Toparca zog sich wieder zurück.

„Sicher“, sagte Hasard zu von Hutten und Pater David, der ebenfalls herübergekommen war. „Don Ramón und die beiden Aufseher haben es verdient, zu Tode gequält zu werden. Aber Don Ramón hatte ich versprochen, ihm eine Chance zum Überleben zu geben, wie ihr wißt.“

„Das stimmt“, pflichtete Pater David ihm bei. „Doch es stellt sich die Frage, wie wir weiter mit ihnen verfahren. Willst du sie irgendwo aussetzen?“

„Ich weiß es noch nicht“, erwiderte Hasard.

Es ging inzwischen auf den Nachmittag zu. Daß es nur zu empfehlen war, auch weiterhin auf dem Plateau zu verweilen, war für Hasard logisch und folgerichtig. Erst mußten sie abwarten, ob die Soldaten auftauchten. Sie mußten sie zurückschlagen. Erst dann konnte der Marsch westwärts weitergehen.
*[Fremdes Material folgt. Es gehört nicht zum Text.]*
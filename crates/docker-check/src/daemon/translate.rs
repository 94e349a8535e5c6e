//! Translation from raw Docker API models into daemon snapshot types

use super::types::{ContainerRecord, DaemonInfo, PortMapping, Protocol};
use bollard::models::{ContainerSummary, Port, SystemInfo};
use std::net::IpAddr;
use tracing::{debug, warn};

pub fn daemon_info(raw: SystemInfo) -> DaemonInfo {
    DaemonInfo {
        name: raw.name.unwrap_or_else(|| "unknown".to_string()),
        container_count: raw.containers.unwrap_or(0),
        containers_running: raw.containers_running.unwrap_or(0),
        containers_paused: raw.containers_paused.unwrap_or(0),
        containers_stopped: raw.containers_stopped.unwrap_or(0),
        server_version: non_empty(raw.server_version),
        operating_system: non_empty(raw.operating_system),
        kernel_version: non_empty(raw.kernel_version),
    }
}

pub fn container_record(raw: ContainerSummary) -> ContainerRecord {
    let ports = raw
        .ports
        .unwrap_or_default()
        .into_iter()
        .map(port_mapping)
        .collect();

    ContainerRecord {
        names: raw.names.unwrap_or_default(),
        image: raw.image.unwrap_or_default(),
        status: raw.status.unwrap_or_default(),
        ports,
    }
}

pub fn port_mapping(raw: Port) -> PortMapping {
    let ip = match raw.ip.as_deref() {
        None | Some("") => None,
        Some(text) => match text.parse::<IpAddr>() {
            Ok(addr) => Some(addr),
            Err(e) => {
                warn!("Ignoring unparseable bind address {:?}: {}", text, e);
                None
            }
        },
    };

    let protocol = raw
        .typ
        .map(|typ| Protocol::parse(&typ.to_string()))
        .unwrap_or(Protocol::Tcp);

    let mapping = PortMapping {
        private_port: Some(raw.private_port).filter(|port| *port != 0),
        public_port: raw.public_port.filter(|port| *port != 0),
        ip,
        protocol,
    };
    debug!("Translated port mapping: {:?}", mapping);
    mapping
}

fn non_empty(value: Option<String>) -> Option<String> {
    value.filter(|v| !v.is_empty())
}
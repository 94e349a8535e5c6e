//! Settings and the resolved check plan

use serde::{Deserialize, Serialize};
use std::time::Duration;

/// Default Docker endpoint
pub const DEFAULT_ENDPOINT: &str = "unix:///var/run/docker.sock";

/// Layered settings: compiled defaults, TOML file, environment, CLI flags
#[derive(Debug, Clone, Default, PartialEq, Serialize, Deserialize)]
#[serde(default)]
pub struct CheckConfig {
    pub daemon: DaemonConfig,
    pub probe: ProbeConfig,
    pub thresholds: Thresholds,
}

/// Docker daemon connection settings
#[derive(Debug, Clone, PartialEq, Serialize, Deserialize)]
#[serde(default)]
pub struct DaemonConfig {
    /// Unix socket (`unix://...`) or TCP (`tcp://host:port`) endpoint
    pub endpoint: String,

    /// Client-level timeout for every daemon request
    pub timeout_secs: u64,

    /// Pinned Engine API version (`major.minor`)
    pub api_version: Option<String>,
}

/// Port health probe settings
#[derive(Debug, Clone, PartialEq, Serialize, Deserialize)]
#[serde(default)]
pub struct ProbeConfig {
    /// TCP connect timeout per port
    pub timeout_ms: u64,

    /// Ports never probed
    pub blacklist: Vec<u16>,
}

/// Summary-mode bounds on the daemon's total container count
#[derive(Debug, Clone, Default, PartialEq, Eq, Serialize, Deserialize)]
#[serde(default)]
pub struct Thresholds {
    pub warning: Option<i64>,
    pub critical: Option<i64>,
}

impl Default for DaemonConfig {
    fn default() -> Self {
        Self {
            endpoint: DEFAULT_ENDPOINT.to_string(),
            timeout_secs: 10,
            api_version: None,
        }
    }
}

impl Default for ProbeConfig {
    fn default() -> Self {
        Self {
            timeout_ms: 1000,
            blacklist: vec![],
        }
    }
}

impl ProbeConfig {
    pub fn timeout(&self) -> Duration {
        Duration::from_millis(self.timeout_ms)
    }
}

/// What a single run checks
#[derive(Debug, Clone, PartialEq)]
pub enum CheckMode {
    /// Daemon-wide container count against thresholds
    Summary(Thresholds),
    /// One named container
    Container(ContainerCheck),
}

#[derive(Debug, Clone, PartialEq)]
pub struct ContainerCheck {
    pub name: String,
    pub health: bool,
    pub blacklist: Vec<u16>,
}

/// Immutable input of one run
#[derive(Debug, Clone, PartialEq)]
pub struct CheckPlan {
    pub daemon: DaemonConfig,
    pub probe: ProbeConfig,
    pub mode: CheckMode,
}

impl CheckPlan {
    /// Summary when no container is named, container check otherwise
    pub fn new(config: CheckConfig, container: Option<String>, health: bool) -> Self {
        let mode = match container {
            Some(name) => CheckMode::Container(ContainerCheck {
                name,
                health,
                blacklist: config.probe.blacklist.clone(),
            }),
            None => CheckMode::Summary(config.thresholds),
        };

        Self {
            daemon: config.daemon,
            probe: config.probe,
            mode,
        }
    }
}

#[cfg(test)]
mod tests {
    use super::*;

    #[test]
    fn test_defaults() {
        let config = CheckConfig::default();
        assert_eq!(config.daemon.endpoint, "unix:///var/run/docker.sock");
        assert_eq!(config.daemon.timeout_secs, 10);
        assert_eq!(config.probe.timeout(), Duration::from_secs(1));
        assert_eq!(config.thresholds, Thresholds::default());
    }

    #[test]
    fn test_plan_modes() {
        let mut config = CheckConfig::default();
        config.probe.blacklist = vec![9090];
        config.thresholds.warning = Some(3);

        let plan = CheckPlan::new(config.clone(), None, false);
        assert_eq!(
            plan.mode,
            CheckMode::Summary(Thresholds {
                warning: Some(3),
                critical: None
            })
        );

        let plan = CheckPlan::new(config, Some("web".to_string()), true);
        assert_eq!(
            plan.mode,
            CheckMode::Container(ContainerCheck {
                name: "web".to_string(),
                health: true,
                blacklist: vec![9090],
            })
        );
    }
}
Die Zeit verstrich. Bald wurde es dunkel. Stenmark hatte zu dieser Stunde den Späherposten besetzt, und er war es, der im verblassenden Büchsenlicht die Gestalten von Männern entdeckte, die sich über den Pfad dem Plateau näherten. Sofort begab er sich zu Hasard und den anderen, um es zu melden.

„Sie kommen aus Richtung Potosi?“ fragte Hasard.

„Ja“, entgegnete Stenmark. „Es müssen die Soldaten des Stadtkommandanten sein.“

„Wie viele sind es?“

„Fünfzehn mit fünf Maultieren, aber weiter hinten sind noch mehr. Noch mal so viele. Sie halten einen Sicherheitsabstand ein, scheint mir.“

Hasard nickte grimmig. „Schön, wir haben es zwar nicht vorausgesehen, daß sie sich in zwei Gruppen aufteilen, aber irgendwie werden wir auch mit dem zweiten Trupp fertig.“

„Da fällt mir im Moment aber nichts Brauchbares ein“, sagte Ribault.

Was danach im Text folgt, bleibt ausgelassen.